Manage Address resources (emergency/regulatory)

  • Create addresses with CreateAddress. Addresses require full postal fields plus IsoCountry and may need EmergencyEnabled for emergency-address use cases.
  • List, fetch, update, and delete an address with ListAddress, FetchAddress, UpdateAddress, DeleteAddress respectively.

Address nuances to remember:

  • FriendlyName length differs by use: Regulatory Compliance addresses allow up to 64 characters; Emergency addresses only allow up to 32 characters. Pick the appropriate length based on whether the address will be used for emergency E911.
  • AutoCorrectAddress defaults to true; set it to false only when you must preserve the exact submitted address.

Search available phone numbers

  • Call ListAvailablePhoneNumberCountry to get country-level metadata (and confirm supported types), then call the country-specific list operation for the type you need (Local, Mobile, TollFree, Voip, SharedCost, National, or MachineToMachine).
  • Those search endpoints return available_phone_numbers. Use them to present options and then create an IncomingPhoneNumber resource to purchase (purchase/create is not included in this operation list but is the usual next step).

Account-level management

  • Create a subaccount with CreateAccount when a user asks to segregate resources or billing; list accounts with ListAccount to find and act on subaccounts.
  • Update an account's FriendlyName or Status with UpdateAccount and fetch account details with FetchAccount.
  • Use FetchBalance for monetary info; remember child accounts do not have balance data.

Authorized Connect Apps

  • List authorized connect apps with ListAuthorizedConnectApp and fetch a specific connect app with FetchAuthorizedConnectApp using the ConnectAppSid (CN...). These are account-level and do not nest under other resources.

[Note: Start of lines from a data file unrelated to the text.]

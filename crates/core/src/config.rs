//! Configuration for the CAS core.
//!
//! [`CasConfig`] ties together ticket issuance, the registry backend, the
//! registry cleaner and the session monitor. Every section has defaults, so
//! an empty document is a valid single-node, in-memory configuration:
//!
//! ```
//! use cas_core::{CasConfig, RegistryConfig};
//!
//! let config: CasConfig = serde_json::from_str("{}")?;
//! assert!(matches!(config.registry, RegistryConfig::Memory));
//!
//! let config: CasConfig = serde_json::from_str(r#"{
//!     "registry": { "type": "cache", "max_entries": 50000 },
//!     "cleaner": { "interval": "30s" },
//!     "monitor": { "session_count_warn_threshold": 10000 }
//! }"#)?;
//! config.validate()?;
//! # Ok::<(), Box<dyn std::error::Error>>(())
//! ```

use std::time::Duration;

use cas_ticket::{ConfigError, TicketConfig};
use cas_ticket_registry::{CacheRegistryConfig, ReplicatedRegistryConfig};
#[cfg(feature = "redis")]
use cas_ticket_registry_redis::RedisRegistryConfig;
use serde::{Deserialize, Serialize};

/// Default number of session lock stripes.
const DEFAULT_LOCK_STRIPES: usize = 64;

/// Default delay between registry cleaner runs.
const DEFAULT_CLEANER_INTERVAL: Duration = Duration::from_secs(120);

/// Default delay before the first cleaner run.
const DEFAULT_CLEANER_START_DELAY: Duration = Duration::from_secs(15);

/// Minimum delay between cleaner runs.
const MIN_CLEANER_INTERVAL: Duration = Duration::from_millis(1);

// ───────────────────────────────────────────────────────────────────────────
// RegistryConfig
// ───────────────────────────────────────────────────────────────────────────

/// Which ticket registry backend to run, with its settings.
#[derive(Debug, Clone, Default, PartialEq, Eq, Serialize, Deserialize)]
#[serde(tag = "type", rename_all = "snake_case")]
#[non_exhaustive]
pub enum RegistryConfig {
    /// Process-local map.
    #[default]
    Memory,
    /// Bounded, self-expiring cache.
    Cache(CacheRegistryConfig),
    /// In-process replicated cluster.
    Replicated(ReplicatedRegistryConfig),
    /// External Redis server.
    #[cfg(feature = "redis")]
    Redis(RedisRegistryConfig),
}

impl RegistryConfig {
    /// Validates the selected backend's settings.
    ///
    /// # Errors
    ///
    /// Returns the backend configuration's [`ConfigError`].
    pub fn validate(&self) -> Result<(), ConfigError> {
        match self {
            Self::Memory => Ok(()),
            Self::Cache(config) => config.validate(),
            Self::Replicated(config) => config.validate(),
            #[cfg(feature = "redis")]
            Self::Redis(config) => config.validate(),
        }
    }
}

// ───────────────────────────────────────────────────────────────────────────
// CleanerConfig
// ───────────────────────────────────────────────────────────────────────────

/// Configuration for the [`RegistryCleaner`](crate::RegistryCleaner).
///
/// # Validation
///
/// - `interval` must be >= 1ms
#[derive(Debug, Clone, PartialEq, Eq, Serialize, Deserialize, bon::Builder)]
#[serde(deny_unknown_fields)]
pub struct CleanerConfig {
    /// Whether the cleaner runs at all.
    #[serde(default = "default_enabled")]
    #[builder(default = true)]
    pub enabled: bool,

    /// Delay between runs.
    #[serde(with = "humantime_serde", default = "default_cleaner_interval")]
    #[builder(default = DEFAULT_CLEANER_INTERVAL)]
    pub interval: Duration,

    /// Delay before the first run.
    #[serde(with = "humantime_serde", default = "default_cleaner_start_delay")]
    #[builder(default = DEFAULT_CLEANER_START_DELAY)]
    pub start_delay: Duration,
}

fn default_enabled() -> bool {
    true
}

fn default_cleaner_interval() -> Duration {
    DEFAULT_CLEANER_INTERVAL
}

fn default_cleaner_start_delay() -> Duration {
    DEFAULT_CLEANER_START_DELAY
}

impl Default for CleanerConfig {
    fn default() -> Self {
        Self {
            enabled: true,
            interval: DEFAULT_CLEANER_INTERVAL,
            start_delay: DEFAULT_CLEANER_START_DELAY,
        }
    }
}

impl CleanerConfig {
    /// Validates the configuration.
    ///
    /// # Errors
    ///
    /// Returns [`ConfigError::BelowMinimum`] if `interval` is below 1ms.
    pub fn validate(&self) -> Result<(), ConfigError> {
        if self.interval < MIN_CLEANER_INTERVAL {
            return Err(ConfigError::BelowMinimum {
                field: "interval",
                value: format!("{:?}", self.interval),
                min: format!("{MIN_CLEANER_INTERVAL:?}"),
            });
        }
        Ok(())
    }
}

// ───────────────────────────────────────────────────────────────────────────
// MonitorConfig
// ───────────────────────────────────────────────────────────────────────────

/// Warning thresholds for the [`SessionMonitor`](crate::SessionMonitor).
/// An absent threshold disables that warning.
#[derive(Debug, Clone, Default, PartialEq, Eq, Serialize, Deserialize, bon::Builder)]
#[serde(deny_unknown_fields)]
pub struct MonitorConfig {
    /// Warn when more SSO sessions than this are live.
    #[serde(default)]
    pub session_count_warn_threshold: Option<u64>,

    /// Warn when more service tickets than this are live.
    #[serde(default)]
    pub service_ticket_count_warn_threshold: Option<u64>,
}

// ───────────────────────────────────────────────────────────────────────────
// CasConfig
// ───────────────────────────────────────────────────────────────────────────

/// Top-level configuration.
#[derive(Debug, Clone, PartialEq, Eq, Serialize, Deserialize)]
#[serde(deny_unknown_fields)]
pub struct CasConfig {
    /// Ticket identifiers, policies and session tracking.
    #[serde(default)]
    pub ticket: TicketConfig,

    /// Registry backend.
    #[serde(default)]
    pub registry: RegistryConfig,

    /// Registry cleaner.
    #[serde(default)]
    pub cleaner: CleanerConfig,

    /// Session monitor thresholds.
    #[serde(default)]
    pub monitor: MonitorConfig,

    /// Number of locks that serialise grants against one session.
    #[serde(default = "default_lock_stripes")]
    pub lock_stripes: usize,
}

fn default_lock_stripes() -> usize {
    DEFAULT_LOCK_STRIPES
}

impl Default for CasConfig {
    fn default() -> Self {
        Self {
            ticket: TicketConfig::default(),
            registry: RegistryConfig::default(),
            cleaner: CleanerConfig::default(),
            monitor: MonitorConfig::default(),
            lock_stripes: DEFAULT_LOCK_STRIPES,
        }
    }
}

impl CasConfig {
    /// Validates every section.
    ///
    /// # Errors
    ///
    /// Returns the first [`ConfigError`] found.
    pub fn validate(&self) -> Result<(), ConfigError> {
        self.ticket.validate()?;
        self.registry.validate()?;
        self.cleaner.validate()?;
        if self.lock_stripes == 0 {
            return Err(ConfigError::BelowMinimum {
                field: "lock_stripes",
                value: "0".to_owned(),
                min: "1".to_owned(),
            });
        }
        Ok(())
    }
}

#[cfg(test)]
#[allow(clippy::unwrap_used, clippy::expect_used)]
mod tests {
    use super::*;

    #[test]
    fn test_empty_document_uses_defaults() {
        let config: CasConfig = serde_json::from_str("{}").unwrap();
        assert_eq!(config, CasConfig::default());
        assert!(config.cleaner.enabled);
        assert_eq!(config.cleaner.interval, Duration::from_secs(120));
        assert_eq!(config.monitor.session_count_warn_threshold, None);
        config.validate().unwrap();
    }

    #[test]
    fn test_backend_selection() {
        let config: CasConfig = serde_json::from_str(
            r#"{ "registry": { "type": "replicated", "members": ["a", "b"], "local_member": "b" } }"#,
        )
        .unwrap();
        let RegistryConfig::Replicated(replicated) = &config.registry else {
            panic!("expected replicated backend, got {:?}", config.registry);
        };
        assert_eq!(replicated.backup_count, 1);
        config.validate().unwrap();
    }

    #[test]
    fn test_invalid_backend_settings_are_rejected() {
        let config: CasConfig = serde_json::from_str(
            r#"{ "registry": { "type": "replicated", "members": ["a"], "local_member": "z" } }"#,
        )
        .unwrap();
        assert!(matches!(config.validate(), Err(ConfigError::Invalid { field: "local_member", .. })));
    }

    #[test]
    fn test_unknown_fields_are_rejected() {
        assert!(serde_json::from_str::<CasConfig>(r#"{ "registyr": {} }"#).is_err());
        assert!(serde_json::from_str::<CleanerConfig>(r#"{ "every": "1s" }"#).is_err());
    }

    #[test]
    fn test_humantime_durations() {
        let config: CleanerConfig =
            serde_json::from_str(r#"{ "interval": "250ms", "start_delay": "0s" }"#).unwrap();
        assert_eq!(config.interval, Duration::from_millis(250));
        assert_eq!(config.start_delay, Duration::ZERO);
    }

    #[test]
    fn test_zero_stripes_rejected() {
        let config = CasConfig { lock_stripes: 0, ..CasConfig::default() };
        assert!(matches!(
            config.validate(),
            Err(ConfigError::BelowMinimum { field: "lock_stripes", .. })
        ));
    }

    #[test]
    fn test_zero_cleaner_interval_rejected() {
        let config = CleanerConfig::builder().interval(Duration::ZERO).build();
        assert!(config.validate().is_err());
    }
}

Non-obvious behaviors and gotchas

  • Account-first mindset: almost every operation requires an account Sid (AC...). If a user gives resource identifiers but no account, locate or confirm the account Sid before attempting create/update/delete calls.
  • Resource prefixes are meaningful: you can usually tell the resource type by its SID prefix and use that to route the next operation.
  • Call parameter precedence and ignored fields: when an ApplicationSid is present, per-call URL and callback parameters are ignored. When both Twiml and Url are given, Twiml is ignored. When SendDigits is provided, MachineDetection is ignored. These conflicts are the most common source of surprises when callers expect per-call overrides to take effect.
  • Balance visibility: FetchBalance does not return balances for child/subaccounts.
  • Deleting call records: DeleteCall permanently removes a call record from the API/logs—do not delete if the user expects to retain historical logs.
  • Address FriendlyName length differs by purpose (regulatory vs emergency); supply a shorter name for emergency addresses.
  • BYOC (BY...) values and Byoc parameters are ignored unless To is a PSTN phone number.
  • Answering-machine detection complexity: MachineDetection has multiple modes and several tuning parameters (MachineDetectionTimeout, speech thresholds, silence thresholds). If you want immediate AnsweredBy values prefer the appropriate MachineDetection mode; if you want the call to proceed immediately and get detection results later, use AsyncAmd and a status callback.

What to look for in responses

  • Resource creation responses include the new resource SID (e.g., AP..., AD..., CA...); capture that SID to perform updates, deletes, or further associations.
  • List responses return paginated envelopes with first_page_uri, next_page_uri, and a page_size field. If you need more results than fit in a page, request subsequent pages using the list parameters.
  • FetchAccount and other fetch operations return the canonical SIDs and subresource URIs that help navigate the account's resources.

Follow these patterns and you can reliably: choose the correct account scope, create or locate applications and addresses, search numbers, place calls with the behavior you expect, and manage the returned resources by their SIDs. When a user asks for an action that requires a resource SID you don't yet have, get or create the scoped resource first and use its SID in the next operation.